In all of the following examples, the schrodinger.job.jobcontrol and schrodinger.job.queue modules are assumed to have been imported under the aliases jobcontrol and jobqueue.:

import schrodinger.job.jobcontrol as jobcontrol
import schrodinger.job.queue as jobqueue

Basic Usage

In the simplest case, a driver script running under jobcontrol just needs to define one or more subjobs and call the JobDJ object’s run() method. JobDJ will run the jobs on the hosts specified on the command line. For example, you might write a driver script driver.py for running a set of Jaguar jobs like this,:

jobdj = jobqueue.JobDJ()
for infile in inputfiles:
    cmd = [‘jaguar’, ‘run’, infile]
    jobdj.addJob(cmd)
jobdj.run()

If you run this script with the command:

$SCHRODINGER/run -HOST host1,host2 driver.py

… JobDJ will automatically pick up the host list “host1, host2” through the job control system and run your jobs on those machines (one job on each machine at a time.) If the -HOST argument is a queueing system, then your jobs will all be submitted to that queueing system.

Explicit Host List

If you want JobDJ to run your subjobs on some particular set of hosts, you can specify that list when you create the JobDJ instance. For example,:

hostlist = [‘host1’, ‘host2’]
jobdj = jobqueue.JobDJ(hostlist)
...
jobdj.run()

You can get the host list that’s passed on from the command line from the getbackend_host_list() function in the jobcontrol module. Using this, the first example above could have been written:

hostlist = jobcontrol.get_backend_host_list()
jobdj = jobqueue.JobDJ(hostlist)
...
jobdj.run()

Retrying Failed Jobs

If you don’t do anything special, jobs run under JobDJ will not be retried if they fail. If you’d like failed subjobs to be run again, up to a fixed number of times, use the max_retries parameter in the JobControlJob constructor. For example,:

jobdj = jobqueue.JobDJ(hostlist)
...
job = jobqueue.JobControlJob(cmd, max_retries=3)
jobdj.addJob(job)
...
jobdj.run()

The older method for setting a nonzero number of retries was to specify a max_retries argument in the JobDJ constructor; this still works, but is now deprecated.
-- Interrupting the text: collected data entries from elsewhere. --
use std::sync::Arc;
use std::time::Instant;

use chrono::Utc;
use tracing::{info, warn};

use crate::browser::{DiagnosticSink, LoadCondition, Session, SessionFactory};
use crate::config::SweepConfig;

use super::auth::{Authenticator, Credentials, LoginRetry};
use super::catalog::{CatalogNavigator, CatalogRoute};
use super::classifier::OutcomeClassifier;
use super::error::SweepResult;
use super::pagination::PaginationNavigator;
use super::recovery::RecoveryManager;
use super::report::SweepReport;
use super::traversal::TraversalController;

/// Providers to sweep, in catalog order.
///
/// An explicit `only` list wins over the configured skips.
pub fn select_providers(config: &SweepConfig, listed: &[String], only: &[String]) -> Vec<String> {
    if !only.is_empty() {
        return listed
            .iter()
            .filter(|name| only.iter().any(|wanted| wanted.trim() == name.trim()))
            .cloned()
            .collect();
    }
    listed
        .iter()
        .skip(config.policy.skip_leading_providers)
        .filter(|name| !config.policy.skip_providers.iter().any(|skip| skip.trim() == name.trim()))
        .cloned()
        .collect()
}

/// Opens the first session and runs the traversal once per provider.
pub struct SweepRunner {
    config: Arc<SweepConfig>,
    sessions: Arc<dyn SessionFactory>,
    auth: Arc<dyn Authenticator>,
    credentials: Credentials,
    diagnostics: DiagnosticSink,
}

impl SweepRunner {
    pub fn new(
        config: Arc<SweepConfig>,
        sessions: Arc<dyn SessionFactory>,
        auth: Arc<dyn Authenticator>,
        credentials: Credentials,
    ) -> Self {
        let diagnostics = DiagnosticSink::new(&config.diagnostics);
        Self {
            config,
            sessions,
            auth,
            credentials,
            diagnostics,
        }
    }

    pub fn with_diagnostics(mut self, diagnostics: DiagnosticSink) -> Self {
        self.diagnostics = diagnostics;
        self
    }

    /// New session, logged in and sitting on the provider list.
    pub async fn open_session(&self) -> SweepResult<Session> {
        let mut session = Session::open(self.sessions.as_ref()).await?;
        match self.prepare(&mut session).await {
            Ok(()) => Ok(session),
            Err(err) => {
                if let Err(close_err) = session.shutdown().await {
                    warn!(error = %close_err, "failed to close session after setup error");
                }
                Err(err)
            }
        }
    }

    async fn prepare(&self, session: &mut Session) -> SweepResult<()> {
        let driver = session.driver();
        driver
            .goto(
                &self.config.site.base_url,
                LoadCondition::DomContentLoaded,
                self.config.timing.navigation_timeout(),
            )
            .await?;
        LoginRetry::new(&self.config)
            .authenticate(self.auth.as_ref(), driver, &self.credentials)
            .await?;
        CatalogNavigator::new(&self.config).open_catalog(driver).await?;
        Ok(())
    }

    pub async fn list_providers(&self) -> SweepResult<Vec<String>> {
        let mut session = self.open_session().await?;
        let listed = CatalogNavigator::new(&self.config)
            .provider_names(session.driver())
            .await;
        session.shutdown().await?;
        Ok(listed?)
    }

    pub async fn run(&self, only: &[String]) -> SweepResult<SweepReport> {
        let started_at = Utc::now();
        let started = Instant::now();
        let config = self.config.as_ref();

        let mut session = self.open_session().await?;
        let catalog = CatalogNavigator::new(config);
        let listed = match catalog.provider_names(session.driver()).await {
            Ok(listed) => listed,
            Err(err) => {
                if let Err(close_err) = session.shutdown().await {
                    warn!(error = %close_err, "failed to close session");
                }
                return Err(err.into());
            }
        };
        let providers = select_providers(config, &listed, only);
        info!(listed = listed.len(), selected = providers.len(), "providers enumerated");

        let pagination = PaginationNavigator::new(config);
        let classifier = OutcomeClassifier::new(config, self.diagnostics.clone());
        let recovery = RecoveryManager::new(
            config,
            self.credentials.clone(),
            self.sessions.clone(),
            self.auth.clone(),
            Arc::new(CatalogRoute::new(catalog.clone(), pagination.clone())),
            catalog.clone(),
            classifier.clone(),
            self.diagnostics.clone(),
        );
        let mut controller = TraversalController::new(
            config,
            session,
            catalog.clone(),
            pagination,
            classifier,
            recovery,
        );

        let mut reports = Vec::with_capacity(providers.len());
        for (position, provider) in providers.iter().enumerate() {
            if position > 0 {
                if let Err(err) = catalog.open_catalog(controller.session().driver()).await {
                    warn!(provider = %provider, error = %err, "could not reopen catalog");
                }
            }
            reports.push(controller.run(provider).await);
        }

        let retried_items = controller.retried().len();
        let escalation_count = controller.escalation().count();
        if let Err(err) = controller.into_session().shutdown().await {
            warn!(error = %err, "failed to close session");
        }

        let report = SweepReport {
            started_at,
            duration_secs: started.elapsed().as_secs(),
            providers: reports,
            retried_items,
            escalation_count,
        };
        info!(
            providers = report.providers.len(),
            attempted = report.items_attempted(),
            successes = report.successes(),
            duration_secs = report.duration_secs,
            "sweep finished"
        );
        Ok(report)
    }
}
use std::fmt;
use std::path::{Path, PathBuf};
use std::sync::OnceLock;

use chrono::{DateTime, Local};
use regex::Regex;
use serde::Serialize;
use tracing::{info, warn};

use crate::config::DiagnosticsSection;

use super::driver::Driver;

#[derive(Debug, Clone, Copy, PartialEq, Eq, Serialize)]
#[serde(rename_all = "snake_case")]
pub enum DiagnosticReason {
    Timeout,
    Fail,
    Success,
    Reset,
}

impl fmt::Display for DiagnosticReason {
    fn fmt(&self, f: &mut fmt::Formatter<'_>) -> fmt::Result {
        let label = match self {
            DiagnosticReason::Timeout => "timeout",
            DiagnosticReason::Fail => "fail",
            DiagnosticReason::Success => "success",
            DiagnosticReason::Reset => "reset",
        };
        f.write_str(label)
    }
}

/// Identity stamped onto a screenshot file name.
#[derive(Debug, Clone, Copy)]
pub struct DiagnosticLabel<'a> {
    pub provider: &'a str,
    pub page: u32,
    pub item: &'a str,
}

/// Writes screenshots named `{reason}_{provider}_page{page}_{item}_{timestamp}.png`.
#[derive(Debug, Clone)]
pub struct DiagnosticSink {
    dir: PathBuf,
    full_page: bool,
    timestamp_format: String,
}

fn unsafe_chars() -> &'static Regex {
    static PATTERN: OnceLock<Regex> = OnceLock::new();
    PATTERN.get_or_init(|| Regex::new(r"[^A-Za-z0-9._-]+").expect("static pattern"))
}

fn sanitize(segment: &str) -> String {
    let cleaned = unsafe_chars().replace_all(segment.trim(), "_");
    if cleaned.is_empty() {
        "unnamed".to_string()
    } else {
        cleaned.into_owned()
    }
}

impl DiagnosticSink {
    pub fn new(section: &DiagnosticsSection) -> Self {
        Self {
            dir: section.screenshot_dir.clone(),
            full_page: section.full_page,
            timestamp_format: section.timestamp_format.clone(),
        }
    }

    pub fn with_dir(mut self, dir: impl AsRef<Path>) -> Self {
        self.dir = dir.as_ref().to_path_buf();
        self
    }

    pub fn dir(&self) -> &Path {
        &self.dir
    }

    pub fn path_for(
        &self,
        reason: DiagnosticReason,
        label: DiagnosticLabel<'_>,
        at: DateTime<Local>,
    ) -> PathBuf {
        let file = format!(
            "{reason}_{}_page{}_{}_{}.png",
            sanitize(label.provider),
            label.page,
            sanitize(label.item),
            sanitize(&at.format(&self.timestamp_format).to_string()),
        );
        self.dir.join(file)
    }

    /// Best-effort capture: failures are logged and reported as `None`.
    pub async fn capture(
        &self,
        driver: &mut dyn Driver,
        reason: DiagnosticReason,
        label: DiagnosticLabel<'_>,
    ) -> Option<PathBuf> {
        let path = self.path_for(reason, label, Local::now());
        if let Err(err) = tokio::fs::create_dir_all(&self.dir).await {
            warn!(dir = %self.dir.display(), error = %err, "cannot create screenshot directory");
            return None;
        }
        match driver.screenshot(&path, self.full_page).await {
            Ok(()) => {
                info!(%reason, path = %path.display(), "diagnostic screenshot saved");
                Some(path)
            }
            Err(err) => {
                warn!(%reason, error = %err, "diagnostic screenshot failed");
                None
            }
        }
    }
}

#[cfg(test)]
mod tests {
    use super::*;
    use chrono::TimeZone;

    #[test]
    fn file_name_carries_identity_and_timestamp() {
        let sink = DiagnosticSink::new(&DiagnosticsSection::default()).with_dir("/tmp/shots");
        let at = Local.with_ymd_and_hms(2025, 3, 9, 14, 5, 7).unwrap();
        let path = sink.path_for(
            DiagnosticReason::Timeout,
            DiagnosticLabel {
                provider: "Pragmatic Play",
                page: 2,
                item: "Gates of Olympus / 1000",
            },
            at,
        );
        assert_eq!(
            path,
            PathBuf::from("/tmp/shots/timeout_Pragmatic_Play_page2_Gates_of_Olympus_1000_09-03-25_14-05-07.png")
        );
    }

    #[test]
    fn empty_segments_get_a_placeholder() {
        assert_eq!(sanitize("   "), "unnamed");
        assert_eq!(sanitize("a/b"), "a_b");
    }
}
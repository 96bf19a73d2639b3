use std::collections::HashSet;
use std::fmt;

use serde::Serialize;

/// Identity of one catalog item: the unit of dedup and retry tracking.
#[derive(Debug, Clone, PartialEq, Eq, Hash, Serialize)]
pub struct ItemKey {
    pub provider: String,
    pub page: u32,
    pub index: usize,
}

impl ItemKey {
    pub fn new(provider: impl Into<String>, page: u32, index: usize) -> Self {
        Self {
            provider: provider.into(),
            page,
            index,
        }
    }
}

impl fmt::Display for ItemKey {
    fn fmt(&self, f: &mut fmt::Formatter<'_>) -> fmt::Result {
        write!(f, "{} / page {} / #{}", self.provider, self.page, self.index)
    }
}

/// Verdict of a single launch.
#[derive(Debug, Clone, Copy, PartialEq, Eq, Serialize)]
#[serde(rename_all = "snake_case")]
pub enum Verdict {
    Success,
    Failure,
    TimedOut,
}

/// Why an item was handed to recovery.
#[derive(Debug, Clone, Copy, PartialEq, Eq, Serialize)]
#[serde(rename_all = "snake_case")]
pub enum RecoveryReason {
    Failure,
    TimedOut,
    Exception,
}

impl RecoveryReason {
    pub fn failure_kind(&self) -> FailureKind {
        match self {
            RecoveryReason::Failure => FailureKind::ExplicitFailure,
            RecoveryReason::TimedOut => FailureKind::TimedOut,
            RecoveryReason::Exception => FailureKind::UnclassifiedException,
        }
    }
}

#[derive(Debug, Clone, Copy, PartialEq, Eq, Serialize)]
#[serde(rename_all = "snake_case")]
pub enum FailureKind {
    TimedOut,
    ExplicitFailure,
    UnclassifiedException,
    AuthExhausted,
    NavigationExhausted,
    PermanentSkip,
}

impl fmt::Display for FailureKind {
    fn fmt(&self, f: &mut fmt::Formatter<'_>) -> fmt::Result {
        let label = match self {
            FailureKind::TimedOut => "timed out",
            FailureKind::ExplicitFailure => "explicit failure",
            FailureKind::UnclassifiedException => "unclassified exception",
            FailureKind::AuthExhausted => "authentication exhausted",
            FailureKind::NavigationExhausted => "navigation exhausted",
            FailureKind::PermanentSkip => "permanent skip",
        };
        f.write_str(label)
    }
}

#[derive(Debug, Clone, Copy, PartialEq, Eq, Serialize)]
#[serde(rename_all = "snake_case")]
pub enum ResetMode {
    Soft,
    Hard,
}

impl fmt::Display for ResetMode {
    fn fmt(&self, f: &mut fmt::Formatter<'_>) -> fmt::Result {
        match self {
            ResetMode::Soft => f.write_str("soft"),
            ResetMode::Hard => f.write_str("hard"),
        }
    }
}

/// Items already handed to recovery during this traversal session.
#[derive(Debug, Clone, Default)]
pub struct RetriedSet {
    keys: HashSet<ItemKey>,
}

impl RetriedSet {
    pub fn new() -> Self {
        Self::default()
    }

    pub fn contains(&self, key: &ItemKey) -> bool {
        self.keys.contains(key)
    }

    /// Returns false when the key was already present.
    pub fn insert(&mut self, key: ItemKey) -> bool {
        self.keys.insert(key)
    }

    pub fn len(&self) -> usize {
        self.keys.len()
    }

    pub fn is_empty(&self) -> bool {
        self.keys.is_empty()
    }
}

/// Per-provider circuit breaker over failure verdicts.
#[derive(Debug, Clone)]
pub struct FailureBudget {
    used: u32,
    limit: u32,
}

impl FailureBudget {
    pub fn new(limit: u32) -> Self {
        Self {
            used: 0,
            limit: limit.max(1),
        }
    }

    pub fn record(&mut self) -> u32 {
        self.used = self.used.saturating_add(1);
        self.used
    }

    pub fn used(&self) -> u32 {
        self.used
    }

    pub fn limit(&self) -> u32 {
        self.limit
    }

    pub fn exhausted(&self) -> bool {
        self.used >= self.limit
    }
}

/// Decides when a failure escalates recovery to a hard restart.
#[derive(Debug, Clone)]
pub struct EscalationCounter {
    count: u32,
    interval: u32,
}

impl EscalationCounter {
    pub fn new(interval: u32) -> Self {
        Self {
            count: 0,
            interval: interval.max(1),
        }
    }

    /// Counts one failure; true when this failure is due for a hard restart.
    pub fn record(&mut self) -> bool {
        self.count = self.count.saturating_add(1);
        self.count % self.interval == 0
    }

    pub fn count(&self) -> u32 {
        self.count
    }
}
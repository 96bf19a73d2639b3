use std::path::{Path, PathBuf};
use std::time::Duration;

use serde::de::DeserializeOwned;
use serde::Deserialize;

use crate::error::{ConfigError, Result};

#[derive(Debug, Clone, Deserialize)]
#[serde(rename_all = "snake_case")]
pub struct SweepConfig {
    pub site: SiteSection,
    #[serde(default)]
    pub chromium: ChromiumSection,
    pub selectors: SelectorSection,
    #[serde(default)]
    pub timing: TimingSection,
    #[serde(default)]
    pub policy: PolicySection,
    #[serde(default)]
    pub diagnostics: DiagnosticsSection,
}

impl SweepConfig {
    pub fn validate(&self) -> Result<()> {
        url::Url::parse(&self.site.base_url).map_err(|err| ConfigError::Invalid {
            field: "site.base_url",
            reason: err.to_string(),
        })?;
        let positive: [(&'static str, u64); 7] = [
            ("policy.failure_budget", self.policy.failure_budget as u64),
            ("policy.escalation_interval", self.policy.escalation_interval as u64),
            ("policy.login_attempts", self.policy.login_attempts as u64),
            ("policy.pagination_attempts", self.policy.pagination_attempts as u64),
            ("policy.launch_attempts", self.policy.launch_attempts as u64),
            ("timing.outcome_polls", self.timing.outcome_polls as u64),
            ("timing.page_refresh_polls", self.timing.page_refresh_polls as u64),
        ];
        for (field, value) in positive {
            if value == 0 {
                return Err(ConfigError::Invalid {
                    field,
                    reason: "must be greater than zero".to_string(),
                });
            }
        }
        if self.selectors.provider_buttons.trim().is_empty() {
            return Err(ConfigError::Invalid {
                field: "selectors.provider_buttons",
                reason: "selector is empty".to_string(),
            });
        }
        Ok(())
    }
}

#[derive(Debug, Clone, Deserialize)]
pub struct SiteSection {
    pub base_url: String,
    #[serde(default = "default_username_env")]
    pub username_env: String,
    #[serde(default = "default_password_env")]
    pub password_env: String,
}

fn default_username_env() -> String {
    "SWEEP_USERNAME".to_string()
}

fn default_password_env() -> String {
    "SWEEP_PASSWORD".to_string()
}

#[derive(Debug, Clone, Deserialize)]
#[serde(default)]
pub struct ChromiumSection {
    pub executable_path: Option<String>,
    pub headless: bool,
    pub sandbox: bool,
    pub disable_gpu: bool,
    pub window_size: [u32; 2],
    pub request_timeout_seconds: Option<u64>,
    pub extra_args: Vec<String>,
}

impl Default for ChromiumSection {
    fn default() -> Self {
        Self {
            executable_path: None,
            headless: true,
            sandbox: true,
            disable_gpu: false,
            window_size: [1920, 1080],
            request_timeout_seconds: Some(60),
            extra_args: Vec::new(),
        }
    }
}

#[derive(Debug, Clone, Deserialize)]
pub struct SelectorSection {
    /// Clicked in order to reach the provider list from the landing page.
    #[serde(default)]
    pub catalog_entry: Vec<String>,
    pub provider_buttons: String,
    pub pagination_buttons: String,
    #[serde(default)]
    pub pagination_active: Option<String>,
    #[serde(default = "default_filler_labels")]
    pub pagination_filler: Vec<String>,
    pub item_launch_buttons: String,
    pub item_names: String,
    pub item_close: String,
    pub failure_toast: String,
    pub back_button: String,
    #[serde(default)]
    pub logged_in_marker: Option<String>,
    pub login: LoginSelectors,
    #[serde(default)]
    pub welcome_popup_close: Option<String>,
}

fn default_filler_labels() -> Vec<String> {
    vec!["…".to_string(), "...".to_string()]
}

#[derive(Debug, Clone, Deserialize)]
pub struct LoginSelectors {
    pub open_button: String,
    pub username_input: String,
    pub password_input: String,
    pub submit_button: String,
    #[serde(default)]
    pub modal_close: Option<String>,
}

#[derive(Debug, Clone, Deserialize)]
#[serde(default)]
pub struct TimingSection {
    pub poll_interval_ms: u64,
    pub outcome_polls: u32,
    pub success_dwell_ms: u64,
    pub failure_settle_ms: u64,
    pub close_timeout_ms: u64,
    pub back_timeout_ms: u64,
    pub launch_visible_timeout_ms: u64,
    pub launch_retry_pause_ms: u64,
    pub pre_click_pause_ms: u64,
    pub item_settle_ms: u64,
    pub page_settle_ms: u64,
    pub page_refresh_polls: u32,
    pub window_shift_settle_ms: u64,
    pub navigation_timeout_ms: u64,
    pub login_step_timeout_ms: u64,
    pub login_backoff_ms: u64,
    pub login_backoff_jitter_ms: u64,
    pub popup_timeout_ms: u64,
    pub retry_hover_pause_ms: u64,
    pub provider_settle_ms: u64,
    pub post_recovery_settle_ms: u64,
}

impl Default for TimingSection {
    fn default() -> Self {
        Self {
            poll_interval_ms: 1_000,
            outcome_polls: 20,
            success_dwell_ms: 10_000,
            failure_settle_ms: 3_000,
            close_timeout_ms: 10_000,
            back_timeout_ms: 10_000,
            launch_visible_timeout_ms: 15_000,
            launch_retry_pause_ms: 1_000,
            pre_click_pause_ms: 1_000,
            item_settle_ms: 2_500,
            page_settle_ms: 1_000,
            page_refresh_polls: 10,
            window_shift_settle_ms: 1_500,
            navigation_timeout_ms: 20_000,
            login_step_timeout_ms: 12_000,
            login_backoff_ms: 5_000,
            login_backoff_jitter_ms: 0,
            popup_timeout_ms: 3_000,
            retry_hover_pause_ms: 1_500,
            provider_settle_ms: 300,
            post_recovery_settle_ms: 3_000,
        }
    }
}

impl TimingSection {
    pub fn poll_interval(&self) -> Duration {
        Duration::from_millis(self.poll_interval_ms)
    }

    pub fn success_dwell(&self) -> Duration {
        Duration::from_millis(self.success_dwell_ms)
    }

    pub fn failure_settle(&self) -> Duration {
        Duration::from_millis(self.failure_settle_ms)
    }

    pub fn close_timeout(&self) -> Duration {
        Duration::from_millis(self.close_timeout_ms)
    }

    pub fn back_timeout(&self) -> Duration {
        Duration::from_millis(self.back_timeout_ms)
    }

    pub fn launch_visible_timeout(&self) -> Duration {
        Duration::from_millis(self.launch_visible_timeout_ms)
    }

    pub fn launch_retry_pause(&self) -> Duration {
        Duration::from_millis(self.launch_retry_pause_ms)
    }

    pub fn pre_click_pause(&self) -> Duration {
        Duration::from_millis(self.pre_click_pause_ms)
    }

    pub fn item_settle(&self) -> Duration {
        Duration::from_millis(self.item_settle_ms)
    }

    pub fn page_settle(&self) -> Duration {
        Duration::from_millis(self.page_settle_ms)
    }

    pub fn window_shift_settle(&self) -> Duration {
        Duration::from_millis(self.window_shift_settle_ms)
    }

    pub fn navigation_timeout(&self) -> Duration {
        Duration::from_millis(self.navigation_timeout_ms)
    }

    pub fn login_step_timeout(&self) -> Duration {
        Duration::from_millis(self.login_step_timeout_ms)
    }

    pub fn login_backoff(&self) -> Duration {
        Duration::from_millis(self.login_backoff_ms)
    }

    pub fn popup_timeout(&self) -> Duration {
        Duration::from_millis(self.popup_timeout_ms)
    }

    pub fn retry_hover_pause(&self) -> Duration {
        Duration::from_millis(self.retry_hover_pause_ms)
    }

    pub fn provider_settle(&self) -> Duration {
        Duration::from_millis(self.provider_settle_ms)
    }

    pub fn post_recovery_settle(&self) -> Duration {
        Duration::from_millis(self.post_recovery_settle_ms)
    }
}

#[derive(Debug, Clone, Deserialize)]
#[serde(default)]
pub struct PolicySection {
    pub failure_budget: u32,
    pub escalation_interval: u32,
    pub login_attempts: u32,
    pub pagination_attempts: u32,
    pub max_window_shifts: u32,
    pub launch_attempts: u32,
    pub skip_leading_providers: usize,
    pub skip_providers: Vec<String>,
}

impl Default for PolicySection {
    fn default() -> Self {
        Self {
            failure_budget: 15,
            escalation_interval: 5,
            login_attempts: 3,
            pagination_attempts: 3,
            max_window_shifts: 12,
            launch_attempts: 3,
            skip_leading_providers: 1,
            skip_providers: Vec::new(),
        }
    }
}

#[derive(Debug, Clone, Deserialize)]
#[serde(default)]
pub struct DiagnosticsSection {
    /// Relative paths are taken from the config file's directory.
    pub screenshot_dir: PathBuf,
    pub full_page: bool,
    pub timestamp_format: String,
}

impl Default for DiagnosticsSection {
    fn default() -> Self {
        Self {
            screenshot_dir: PathBuf::from("screenshots"),
            full_page: true,
            timestamp_format: "%d-%m-%y_%H-%M-%S".to_string(),
        }
    }
}

pub fn load_sweep_config<P: AsRef<Path>>(path: P) -> Result<SweepConfig> {
    let path = path.as_ref();
    let mut config: SweepConfig = load_toml(path)?;
    config.validate()?;
    if let Some(base_dir) = path.parent() {
        config.diagnostics.screenshot_dir =
            resolve_path(base_dir, &config.diagnostics.screenshot_dir);
    }
    Ok(config)
}

fn resolve_path<P: AsRef<Path>>(base_dir: &Path, candidate: P) -> PathBuf {
    let path = candidate.as_ref();
    if path.is_absolute() {
        path.to_path_buf()
    } else {
        base_dir.join(path)
    }
}

fn load_toml<T, P>(path: P) -> Result<T>
where
    T: DeserializeOwned,
    P: AsRef<Path>,
{
    let path = path.as_ref();
    let content = std::fs::read_to_string(path).map_err(|source| ConfigError::Io {
        source,
        path: path.to_path_buf(),
    })?;
    toml::from_str(&content).map_err(|source| ConfigError::Parse {
        source,
        path: path.to_path_buf(),
    })
}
Retrying Failed Jobs Selectively

If you’d like launch failures to be retried, but not failures of your computational code, you need to override the JobControlJob.retryFailure() method.:

class MyJob(jobqueue.JobControlJob):
    def retryFailure(self, max_retries=0):
        obj = self.getJob()
        if obj and obj.ExitStatus == "died":
            return False  # don't retry the job
        return super(MyJob, self).retryFailure(max_retries)
...
jobdj = jobqueue.JobDJ(hostlist)
...
job = MyJob(cmd, max_retries=3)
jobdj.addJob(job)
...
jobdj.run()

This code uses the fact that an ExitStatus of “died” signals that the backend exited with a nonzero exit code. The retryFailure() method is passed a single argument (max_retries) from JobDJ. This is a value specified when constructing the JobDJ object, and it defaults to zero. The number of retries can also be specified on a per-job basis.